“ふるさと納税屋”からの脱却。トラストバンクが目指す「行政のデジタル改革」
偶然だった「ふるさと納税」との出合い
コンサル会社を経験後ECサイト企業を経て、仲間と会社を立ち上げたという。
「実はコンサル会社時代に、『ニッポンの中小企業を元気にする』というビジョンのもとで仕事をしていました。とりわけ、地方の中小企業が活気付けば、日本全体が元気になると思っていて、この時の想いが原体験になっている。仲間と起業したのも、越境ECによって地域企業の販路をサポートをすることで、地域活性化に繋げたかった」
しかし、満を持しての事業展開は、これから軌道に乗せていこうとする矢先に不運に見舞われた。2011年3月11日に発生した東日本大震災だ。数か月は頑張ったがどうにもならず、結果的に事業は閉じることに。ここで改めて会社員に戻り、再起をかけるかと思いきや、銀行から資金を借りて、自分でコンサル会社を始める。
「事業を諦めて再度会社員に戻る道もありました。
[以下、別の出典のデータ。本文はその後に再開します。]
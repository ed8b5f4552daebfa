//! Standalone viewer window backed by winit.
//!
//! ```no_run
//! # use meshview::Viewer;
//! Viewer::builder()
//!     .with_model("assets/models/teapot.obj")
//!     .with_environment("assets/env/studio.hdr")
//!     .build()
//!     .run()
//!     .unwrap();
//! ```

use std::{path::PathBuf, sync::Arc, time::Instant};

use winit::{
    application::ApplicationHandler,
    event::{ElementState, MouseScrollDelta, WindowEvent},
    event_loop::{ActiveEventLoop, ControlFlow, EventLoop},
    keyboard::PhysicalKey,
    window::{Window, WindowId},
};

use crate::{
    error::ViewerError, options::Options, util::render_loop::StopReason,
    InputEvent, MouseButton, ViewerEngine,
};

// ── Builder ──────────────────────────────────────────────────────────────

/// Fluent builder for [`Viewer`].
pub struct ViewerBuilder {
    model: Option<PathBuf>,
    environment: Option<PathBuf>,
    options: Option<Options>,
    title: String,
    frame_limit: Option<u64>,
}

impl ViewerBuilder {
    /// Create a builder with sensible defaults (title "meshview", nothing
    /// loaded, default options, no frame limit).
    fn new() -> Self {
        Self {
            model: None,
            environment: None,
            options: None,
            title: "meshview".into(),
            frame_limit: None,
        }
    }

    /// Set the model file (`.obj`, `.gltf` or `.glb`).
    #[must_use]
    pub fn with_model(mut self, path: impl Into<PathBuf>) -> Self {
        self.model = Some(path.into());
        self
    }

    /// Set the equirectangular environment map.
    #[must_use]
    pub fn with_environment(mut self, path: impl Into<PathBuf>) -> Self {
        self.environment = Some(path.into());
        self
    }

    /// Override the default options.
    #[must_use]
    pub fn with_options(mut self, options: Options) -> Self {
        self.options = Some(options);
        self
    }

    /// Set the window title.
    #[must_use]
    pub fn with_title(mut self, title: impl Into<String>) -> Self {
        self.title = title.into();
        self
    }

    /// Close the window after `frames` presented frames.
    #[must_use]
    pub fn with_frame_limit(mut self, frames: u64) -> Self {
        self.frame_limit = Some(frames);
        self
    }

    /// Consume the builder and produce a [`Viewer`].
    #[must_use]
    pub fn build(self) -> Viewer {
        Viewer {
            model: self.model,
            environment: self.environment,
            options: self.options.unwrap_or_default(),
            title: self.title,
            frame_limit: self.frame_limit,
        }
    }
}

// ── Viewer ───────────────────────────────────────────────────────────────

/// A standalone window that displays one model.
///
/// Construct via [`Viewer::builder`], then call [`run`](Self::run) to
/// enter the event loop.
pub struct Viewer {
    model: Option<PathBuf>,
    environment: Option<PathBuf>,
    options: Options,
    title: String,
    frame_limit: Option<u64>,
}

impl Viewer {
    /// Start a new builder.
    #[must_use]
    pub fn builder() -> ViewerBuilder {
        ViewerBuilder::new()
    }

    /// Open the window and run the event loop. Blocks until a stop
    /// condition fires and returns it.
    ///
    /// # Errors
    ///
    /// [`ViewerError::Viewer`] if the event loop cannot be created, or the
    /// error that prevented the window or engine from starting.
    pub fn run(self) -> Result<StopReason, ViewerError> {
        let event_loop = EventLoop::new()
            .map_err(|e| ViewerError::Viewer(e.to_string()))?;
        event_loop.set_control_flow(ControlFlow::Poll);

        let mut app = ViewerApp {
            window: None,
            engine: None,
            startup_error: None,
            stop_reason: None,
            viewer: self,
        };
        event_loop
            .run_app(&mut app)
            .map_err(|e| ViewerError::Viewer(e.to_string()))?;

        if let Some(e) = app.startup_error {
            return Err(e);
        }
        Ok(app.stop_reason.unwrap_or(StopReason::WindowClosed))
    }
}

// ── Winit app ────────────────────────────────────────────────────────────

/// Internal winit application handler.
struct ViewerApp {
    window: Option<Arc<Window>>,
    engine: Option<ViewerEngine>,
    startup_error: Option<ViewerError>,
    stop_reason: Option<StopReason>,
    viewer: Viewer,
}

/// Surface size for a window, never zero.
fn viewport_size(inner: winit::dpi::PhysicalSize<u32>) -> (u32, u32) {
    (inner.width.max(1), inner.height.max(1))
}

impl ViewerApp {
    fn fail(&mut self, event_loop: &ActiveEventLoop, error: ViewerError) {
        log::error!("{error}");
        self.startup_error = Some(error);
        event_loop.exit();
    }

    fn start_engine(&self, window: Arc<Window>) -> Result<ViewerEngine, ViewerError> {
        let size = viewport_size(window.inner_size());
        let mut engine = pollster::block_on(ViewerEngine::new(
            window,
            size,
            self.viewer.options.clone(),
        ))?;
        engine.set_frame_limit(self.viewer.frame_limit);
        if let Some(path) = &self.viewer.model {
            engine.load_model(path.clone())?;
        }
        if let Some(path) = &self.viewer.environment {
            engine.load_environment(path.clone())?;
        }
        Ok(engine)
    }

    /// Exit the event loop once the engine has stopped.
    fn exit_if_stopped(&mut self, event_loop: &ActiveEventLoop) {
        let Some(engine) = &self.engine else {
            return;
        };
        if self.stop_reason.is_some() {
            return;
        }
        if let Some(reason) = engine.render_loop.stop_reason() {
            self.stop_reason = Some(reason);
            event_loop.exit();
        }
    }

    fn redraw(&mut self) {
        let Some(engine) = &mut self.engine else {
            return;
        };
        match engine.render() {
            Ok(()) => {}
            Err(wgpu::SurfaceError::Outdated | wgpu::SurfaceError::Lost) => {
                match &self.window {
                    Some(w) => {
                        let (vp_w, vp_h) = viewport_size(w.inner_size());
                        engine.resize(vp_w, vp_h);
                    }
                    None => engine.context.reconfigure(),
                }
            }
            Err(wgpu::SurfaceError::OutOfMemory) => {
                log::error!("surface out of memory");
                engine.render_loop.stop(StopReason::SurfaceDestroyed);
            }
            Err(e) => {
                log::warn!("render error: {e:?}");
            }
        }
    }
}

impl ApplicationHandler for ViewerApp {
    fn resumed(&mut self, event_loop: &ActiveEventLoop) {
        if self.window.is_some() {
            return;
        }

        let attrs = Window::default_attributes()
            .with_title(&self.viewer.title)
            .with_inner_size(winit::dpi::LogicalSize::new(1280, 800));
        let window = match event_loop.create_window(attrs) {
            Ok(w) => Arc::new(w),
            Err(e) => {
                self.fail(event_loop, ViewerError::Viewer(e.to_string()));
                return;
            }
        };

        match self.start_engine(window.clone()) {
            Ok(engine) => {
                window.request_redraw();
                self.window = Some(window);
                self.engine = Some(engine);
            }
            Err(e) => self.fail(event_loop, e),
        }
    }

    fn window_event(
        &mut self,
        event_loop: &ActiveEventLoop,
        _id: WindowId,
        event: WindowEvent,
    ) {
        if self.window.is_none() {
            return;
        }

        match event {
            WindowEvent::CloseRequested => {
                if let Some(engine) = &mut self.engine {
                    engine.render_loop.stop(StopReason::WindowClosed);
                }
            }

            WindowEvent::Destroyed => {
                if let Some(engine) = &mut self.engine {
                    engine.render_loop.stop(StopReason::SurfaceDestroyed);
                }
            }

            WindowEvent::Resized(size) => {
                let (vp_w, vp_h) = viewport_size(size);
                if let Some(engine) = &mut self.engine {
                    engine.resize(vp_w, vp_h);
                }
            }

            WindowEvent::RedrawRequested => {
                self.redraw();
            }

            WindowEvent::MouseInput { button, state, .. } => {
                let pressed = state == ElementState::Pressed;
                if let Some(engine) = &mut self.engine {
                    let _ = engine.handle_input(InputEvent::MouseButton {
                        button: MouseButton::from(button),
                        pressed,
                    });
                }
            }

            WindowEvent::CursorMoved { position, .. } => {
                if let Some(engine) = &mut self.engine {
                    let _ = engine.handle_input(InputEvent::CursorMoved {
                        x: position.x as f32,
                        y: position.y as f32,
                    });
                }
            }

            WindowEvent::MouseWheel { delta, .. } => {
                let scroll_delta = match delta {
                    MouseScrollDelta::LineDelta(_, y) => y,
                    MouseScrollDelta::PixelDelta(pos) => pos.y as f32 * 0.01,
                };
                if let Some(engine) = &mut self.engine {
                    let _ = engine.handle_input(InputEvent::Scroll {
                        delta: scroll_delta,
                    });
                }
            }

            WindowEvent::ModifiersChanged(modifiers) => {
                if let Some(engine) = &mut self.engine {
                    let _ = engine.handle_input(InputEvent::ModifiersChanged {
                        shift: modifiers.state().shift_key(),
                    });
                }
            }

            WindowEvent::KeyboardInput { event, .. } => {
                if event.state != ElementState::Pressed || event.repeat {
                    return;
                }
                let PhysicalKey::Code(code) = event.physical_key else {
                    return;
                };
                if let Some(engine) = &mut self.engine {
                    let _ = engine.handle_key(&format!("{code:?}"));
                }
            }

            _ => (),
        }

        self.exit_if_stopped(event_loop);
    }

    fn about_to_wait(&mut self, event_loop: &ActiveEventLoop) {
        self.exit_if_stopped(event_loop);
        let (Some(window), Some(engine)) = (&self.window, &self.engine) else {
            return;
        };
        let wait = engine.render_loop.timing().time_until_next();
        if wait.is_zero() {
            event_loop.set_control_flow(ControlFlow::Poll);
            window.request_redraw();
        } else {
            event_loop.set_control_flow(ControlFlow::WaitUntil(Instant::now() + wait));
        }
    }
}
ただ、会社員になることで会社という大きな船の上で波風から守られる生活は、いつか波風にさらされた時に耐えられなくなるという危機感があったので、家族の心配はよそに思い切って起業する道を選びました」
社内の信頼を得て、4年で社長に
当初はサイト制作をやっていたが、飲食店を中心にした店舗開発やコンサル、その他できる仕事は全て受ける「なんでも屋状態」だったと話す川村代表。そんな折、コンサル先のクライアントの新規事業として関わったのが、今のふるさとチョイスを運営するトラストバンクだった。
「トラストバンクとの出合いは、自分の会社のクライアントだったんですよ(笑)。現会長の須永(珠代)が当時社長だった時に話す機会があって、その時に“ふるさと納税”というものがあることを初めて知った。非常にいい仕組みで、これなら自分がやりたい地方創生に貢献できるのではと思い、ふるさと納税の案件に関わるようになったんです。今思えば、まさに奇遇でしたね」
最初は、地域の魅力や特産品を知るきっかけを作るリアル店舗「ふるさとチョイスCafé」の立ち上げに従事。もともとFC店舗経営コンサルや飲食店舗立ち上げ経験を買われてのことだった。そのうちに、須永氏から「トラストバンクの本体のほうも手伝ってほしい」と言われ、本社にも足を運ぶようになる。